Exercise:
For each line of the data below that contains "becomes", return that line.

Listed entries:

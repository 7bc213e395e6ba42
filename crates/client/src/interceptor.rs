//! Response interception.
//!
//! Every response passes through [`intercept`] before resource code sees
//! it. Error bodies from the API are not uniform, so the known shapes are
//! folded into one [`ClientError`] representation here:
//!
//! - `{"errors": [{"field": "...", "msg": "..."}]}` becomes
//!   [`ClientError::Validation`].
//! - `{"msg": "..."}` or `{"description": "..."}` becomes
//!   [`ClientError::Api`] with that message.
//! - Anything else becomes [`ClientError::Api`] with the canonical reason
//!   phrase for the status code.
//!
//! Each part of the body is read on its own. An `errors[]` entry without a
//! string `msg` is skipped, and when no entry survives the top-level
//! `msg` or `description` is used instead.

use serde_json::Value;

use crate::error::{ClientError, ClientResult, FieldError};
use crate::transport::ApiResponse;

/// Pass 2xx responses through unchanged and classify everything else.
pub fn intercept(response: ApiResponse) -> ClientResult<ApiResponse> {
    if response.is_success() {
        return Ok(response);
    }
    Err(classify(&response))
}

fn classify(response: &ApiResponse) -> ClientError {
    let body: Value = serde_json::from_slice(&response.body).unwrap_or(Value::Null);

    let errors = field_errors(&body);
    if !errors.is_empty() {
        return ClientError::Validation(errors);
    }

    let message = string_field(&body, "msg")
        .or_else(|| string_field(&body, "description"))
        .unwrap_or_else(|| status_text(response.status));

    ClientError::Api {
        status: response.status,
        message,
    }
}

fn field_errors(body: &Value) -> Vec<FieldError> {
    let Some(items) = body.get("errors").and_then(Value::as_array) else {
        return Vec::new();
    };
    items
        .iter()
        .filter_map(|item| {
            Some(FieldError {
                field: string_field(item, "field"),
                msg: string_field(item, "msg")?,
            })
        })
        .collect()
}

fn string_field(value: &Value, key: &str) -> Option<String> {
    value.get(key).and_then(Value::as_str).map(str::to_string)
}

fn status_text(status: u16) -> String {
    reqwest::StatusCode::from_u16(status)
        .ok()
        .and_then(|s| s.canonical_reason())
        .map(str::to_string)
        .unwrap_or_else(|| format!("HTTP {status}"))
}
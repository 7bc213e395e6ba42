//! Domain types for the Metafold compute API.
//!
//! Pure data definitions and mapping helpers shared by the HTTP client:
//! job and asset records, user account metadata, timestamp normalization
//! and optional-parameter construction. Nothing in this crate performs I/O.

pub mod asset;
pub mod job;
pub mod params;
pub mod timestamp;
pub mod types;
pub mod user;
#![allow(dead_code)]

use std::collections::{HashMap, VecDeque};
use std::sync::Mutex;

use metafold_client::error::{ClientError, ClientResult};
use metafold_client::transport::{ApiRequest, ApiResponse, Method, Transport};
use metafold_client::{ClientConfig, MetafoldClient};
use serde_json::{json, Value};

pub const BASE_URL: &str = "https://api.metafold3d.com";
pub const STATUS_URL: &str = "https://api.metafold3d.com/projects/1/jobs/1/status";
pub const DEFAULT_DATE: &str = "Mon, 01 Jan 2024 00:00:00 GMT";

/// What the scripted transport does for one request.
#[derive(Debug, Clone)]
pub enum Reply {
    Respond(ApiResponse),
    /// Fail as if the connection dropped.
    Fail(String),
    /// Never answer.
    Hang,
}

impl Reply {
    pub fn json(status: u16, body: Value) -> Self {
        Self::Respond(ApiResponse::json_body(status, &body))
    }
}

/// In-memory [`Transport`] with per-route scripted replies.
///
/// Replies for a route are consumed in order; the last one repeats for
/// any further requests. Every request is recorded.
#[derive(Default)]
pub struct ScriptedTransport {
    routes: Mutex<HashMap<(Method, String), VecDeque<Reply>>>,
    requests: Mutex<Vec<ApiRequest>>,
}

impl ScriptedTransport {
    pub fn new() -> Self {
        Self::default()
    }

    pub fn on(self, method: Method, url: &str, replies: Vec<Reply>) -> Self {
        self.routes
            .lock()
            .unwrap()
            .insert((method, url.to_string()), replies.into());
        self
    }

    pub fn requests(&self) -> Vec<ApiRequest> {
        self.requests.lock().unwrap().clone()
    }

    /// Number of requests made to `url` with `method`.
    pub fn count(&self, method: Method, url: &str) -> usize {
        self.requests
            .lock()
            .unwrap()
            .iter()
            .filter(|r| r.method == method && r.url == url)
            .count()
    }

    fn next_reply(&self, request: &ApiRequest) -> Option<Reply> {
        let mut routes = self.routes.lock().unwrap();
        let queue = routes.get_mut(&(request.method, request.url.clone()))?;
        if queue.len() > 1 {
            queue.pop_front()
        } else {
            queue.front().cloned()
        }
    }
}

impl Transport for ScriptedTransport {
    async fn send(&self, request: ApiRequest) -> ClientResult<ApiResponse> {
        let reply = self.next_reply(&request);
        self.requests.lock().unwrap().push(request.clone());

        match reply {
            Some(Reply::Respond(response)) => Ok(response),
            Some(Reply::Fail(reason)) => Err(ClientError::transport(reason)),
            Some(Reply::Hang) => std::future::pending().await,
            None => Ok(ApiResponse::json_body(
                404,
                &json!({"msg": format!("No route for {} {}", request.method.as_str(), request.url)}),
            )),
        }
    }
}

pub fn test_client(transport: ScriptedTransport) -> MetafoldClient<ScriptedTransport> {
    init_tracing();
    MetafoldClient::with_transport(transport, ClientConfig::new("testtoken", "1"))
}

/// Route test logs through the libtest capture.
pub fn init_tracing() {
    let _ = tracing_subscriber::fmt()
        .with_env_filter(
            tracing_subscriber::EnvFilter::try_from_default_env()
                .unwrap_or_else(|_| "metafold_client=debug".into()),
        )
        .with_test_writer()
        .try_init();
}

pub fn asset_json() -> Value {
    json!({
        "id": "1",
        "filename": "f763df409e79eb1c.bin",
        "size": 16777216,
        "checksum": "sha256:6310a5951d58eb3e0fdd8c8767c606615552899e65019cb1582508a7c7bfec39",
        "created": DEFAULT_DATE,
        "modified": DEFAULT_DATE,
    })
}

pub fn job_json(id: &str, name: Option<&str>, state: &str) -> Value {
    json!({
        "id": id,
        "name": name,
        "type": "test_job",
        "parameters": {"foo": 1, "bar": "a", "baz": [2, "b"]},
        "created": DEFAULT_DATE,
        "state": state,
        "assets": [],
        "meta": null,
    })
}

/// Submission acknowledgement carrying `link`.
pub fn accepted(link: &str) -> Reply {
    let mut body = job_json("1", Some("My Job"), "pending");
    body["link"] = json!(link);
    Reply::json(202, body)
}

pub fn in_progress() -> Reply {
    Reply::json(202, job_json("1", Some("My Job"), "started"))
}

pub fn succeeded() -> Reply {
    let mut body = job_json("1", Some("My Job"), "success");
    body["assets"] = json!([asset_json()]);
    Reply::json(201, body)
}
//! Timestamp normalization for server payloads.
//!
//! The API emits RFC 1123 datetimes (`Mon, 01 Jan 2024 00:00:00 GMT`).
//! Records re-serialized by this crate use RFC 3339, so both forms are
//! accepted on input and normalizing an already-normalized record is a
//! no-op.
//!
//! Use as a serde field adapter:
//!
//! ```ignore
//! #[serde(with = "crate::timestamp")]
//! pub created: Timestamp,
//! ```

use chrono::{DateTime, Utc};
use serde::{Deserialize, Deserializer, Serializer};

use crate::types::Timestamp;

/// Parse an RFC 1123 / RFC 2822 or RFC 3339 datetime into a UTC timestamp.
pub fn parse(value: &str) -> Result<Timestamp, chrono::ParseError> {
    let value = value.trim();
    DateTime::parse_from_rfc2822(value)
        .or_else(|_| DateTime::parse_from_rfc3339(value))
        .map(|dt| dt.with_timezone(&Utc))
}

/// Serialize a timestamp as RFC 3339.
pub fn serialize<S>(value: &Timestamp, serializer: S) -> Result<S::Ok, S::Error>
where
    S: Serializer,
{
    serializer.serialize_str(&value.to_rfc3339())
}

/// Deserialize a timestamp from either supported string format.
pub fn deserialize<'de, D>(deserializer: D) -> Result<Timestamp, D::Error>
where
    D: Deserializer<'de>,
{
    let raw = String::deserialize(deserializer)?;
    parse(&raw).map_err(|e| serde::de::Error::custom(format!("invalid timestamp '{raw}': {e}")))
}
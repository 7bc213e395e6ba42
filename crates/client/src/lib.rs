//! Async client for the Metafold compute API.
//!
//! Submits declarative jobs to the server, polls their status links until
//! they finish, and returns normalized job records with their generated
//! assets. Also wraps the asset and user account endpoints.
//!
//! ```no_run
//! # async fn example() -> metafold_client::ClientResult<()> {
//! use metafold_client::{ClientConfig, JobSubmission, MetafoldClient};
//! use serde_json::json;
//!
//! let client = MetafoldClient::new(ClientConfig::new("token", "project-id"))?;
//! let job = client
//!     .jobs()
//!     .run(&JobSubmission::new("sample_triangle_mesh", json!({"max_resolution": 256})))
//!     .await?;
//! println!("{} produced {} assets", job.id, job.assets.len());
//! # Ok(())
//! # }
//! ```

pub mod assets;
pub mod client;
pub mod config;
pub mod error;
pub mod interceptor;
pub mod jobs;
pub mod poller;
pub mod transport;
pub mod user;

pub use client::MetafoldClient;
pub use config::ClientConfig;
pub use error::{ClientError, ClientResult};
pub use jobs::ListParams;
pub use metafold_core::asset::Asset;
pub use metafold_core::job::{Job, JobState, JobSubmission};
pub use poller::PollOptions;
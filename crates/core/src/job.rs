//! Job records and submissions.
//!
//! A [`JobSubmission`] is built by the caller and sent once. The server
//! answers with [`Job`] snapshots; the client never constructs a `Job`
//! itself other than by decoding a payload.

use serde::{Deserialize, Serialize};
use serde_json::{json, Value};

use crate::asset::Asset;
use crate::params::{construct_params, Params};
use crate::types::{ResourceId, Timestamp};

/// Server-side lifecycle state of a job.
#[derive(Debug, Clone, Copy, PartialEq, Eq, Serialize, Deserialize)]
#[serde(rename_all = "lowercase")]
pub enum JobState {
    Pending,
    Started,
    Success,
    Failure,
}

impl JobState {
    /// `success` and `failure` end the job; polling stops on either.
    pub fn is_terminal(self) -> bool {
        matches!(self, Self::Success | Self::Failure)
    }

    pub fn as_str(self) -> &'static str {
        match self {
            Self::Pending => "pending",
            Self::Started => "started",
            Self::Success => "success",
            Self::Failure => "failure",
        }
    }
}

impl std::fmt::Display for JobState {
    fn fmt(&self, f: &mut std::fmt::Formatter<'_>) -> std::fmt::Result {
        f.write_str(self.as_str())
    }
}

/// Normalized job resource.
///
/// Timestamps, including those of nested assets, are decoded into
/// [`Timestamp`] values.
#[derive(Debug, Clone, PartialEq, Serialize, Deserialize)]
pub struct Job {
    pub id: ResourceId,
    #[serde(default, skip_serializing_if = "Option::is_none")]
    pub name: Option<String>,
    #[serde(rename = "type")]
    pub job_type: String,
    /// Opaque parameters, echoed back by the server.
    #[serde(default)]
    pub parameters: Value,
    #[serde(with = "crate::timestamp")]
    pub created: Timestamp,
    pub state: JobState,
    /// Generated assets. Empty until the job succeeds.
    #[serde(default)]
    pub assets: Vec<Asset>,
    /// Additional metadata generated by the job.
    #[serde(default)]
    pub meta: Option<Value>,
}

impl Job {
    /// Map a raw job payload into the caller-facing record.
    ///
    /// Malformed payloads fail with the underlying decode error; no other
    /// validation is applied.
    pub fn from_json(raw: Value) -> Result<Self, serde_json::Error> {
        serde_json::from_value(raw)
    }

    /// The label used in diagnostics: the job name, or its type when
    /// unnamed.
    pub fn label(&self) -> &str {
        self.name.as_deref().unwrap_or(&self.job_type)
    }
}

/// A request to run a job of a given type.
#[derive(Debug, Clone, PartialEq)]
pub struct JobSubmission {
    pub job_type: String,
    pub parameters: Value,
    pub name: Option<String>,
}

impl JobSubmission {
    pub fn new(job_type: impl Into<String>, parameters: Value) -> Self {
        Self {
            job_type: job_type.into(),
            parameters,
            name: None,
        }
    }

    pub fn with_name(mut self, name: impl Into<String>) -> Self {
        self.name = Some(name.into());
        self
    }

    /// Name if set, otherwise the job type.
    pub fn label(&self) -> &str {
        self.name.as_deref().unwrap_or(&self.job_type)
    }

    /// Request body for `POST /projects/{id}/jobs`. Absent optional fields
    /// are omitted rather than sent as `null`.
    pub fn to_body(&self) -> Params {
        construct_params([
            ("type", json!(self.job_type)),
            ("parameters", self.parameters.clone()),
            ("name", json!(self.name)),
        ])
    }
}
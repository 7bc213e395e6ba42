//! Assets endpoint.

use metafold_core::asset::Asset;
use metafold_core::params::construct_params;
use serde::Deserialize;
use serde_json::json;

use crate::client::MetafoldClient;
use crate::error::{ClientError, ClientResult};
use crate::jobs::ListParams;
use crate::transport::{ApiRequest, Method, Transport};

/// Body of a download-link response.
#[derive(Debug, Deserialize)]
struct DownloadLink {
    link: Option<String>,
}

/// Assets endpoint, borrowed from a [`MetafoldClient`].
///
/// Supported sort fields are `id`, `filename`, `size`, `created` and
/// `modified`; searchable fields are `id` and `filename`.
pub struct Assets<'a, T> {
    client: &'a MetafoldClient<T>,
}

impl<'a, T: Transport> Assets<'a, T> {
    pub(crate) fn new(client: &'a MetafoldClient<T>) -> Self {
        Self { client }
    }

    fn path(&self) -> String {
        self.client.project_path("assets")
    }

    fn item_path(&self, id: &str) -> String {
        format!("{}/{id}", self.path())
    }

    pub async fn list(&self, params: &ListParams) -> ClientResult<Vec<Asset>> {
        let response = self.client.get(&self.path(), params.to_query()).await?;
        response.json()
    }

    pub async fn get(&self, id: &str) -> ClientResult<Asset> {
        let response = self.client.get(&self.item_path(id), Default::default()).await?;
        response.json()
    }

    /// Retrieve a pre-signed download URL for an asset.
    ///
    /// The URL is only valid for one hour after it is generated.
    pub async fn download_url(&self, id: &str, filename: Option<&str>) -> ClientResult<String> {
        let query = construct_params([("download", json!(true)), ("filename", json!(filename))]);
        let response = self.client.get(&self.item_path(id), query).await?;
        let link: DownloadLink = response.json()?;
        link.link.ok_or(ClientError::MissingLink)
    }

    /// Download an asset's contents.
    ///
    /// Fetches the pre-signed link without the API bearer token.
    pub async fn download(&self, id: &str) -> ClientResult<Vec<u8>> {
        let url = self.download_url(id, None).await?;
        let response = self
            .client
            .execute(ApiRequest::get(url).unauthenticated())
            .await?;

        tracing::debug!(asset_id = id, bytes = response.body.len(), "Asset downloaded");
        Ok(response.body)
    }

    /// Upload a new asset.
    pub async fn create(&self, data: Vec<u8>, filename: Option<&str>) -> ClientResult<Asset> {
        let request = ApiRequest::post(self.path()).file(data, filename.map(str::to_string));
        let asset: Asset = self.client.execute(request).await?.json()?;

        tracing::info!(asset_id = %asset.id, filename = %asset.filename, "Asset created");
        Ok(asset)
    }

    /// Replace an asset's contents.
    pub async fn update(
        &self,
        id: &str,
        data: Vec<u8>,
        filename: Option<&str>,
    ) -> ClientResult<Asset> {
        let request =
            ApiRequest::new(Method::Patch, self.item_path(id)).file(data, filename.map(str::to_string));
        self.client.execute(request).await?.json()
    }

    pub async fn delete(&self, id: &str) -> ClientResult<()> {
        self.client.delete(&self.item_path(id)).await?;
        Ok(())
    }
}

Result for this exercise:
//! - `{"errors": [{"field": "...", "msg": "..."}]}` becomes
//! - `{"msg": "..."}` or `{"description": "..."}` becomes
//! - Anything else becomes [`ClientError::Api`] with the canonical reason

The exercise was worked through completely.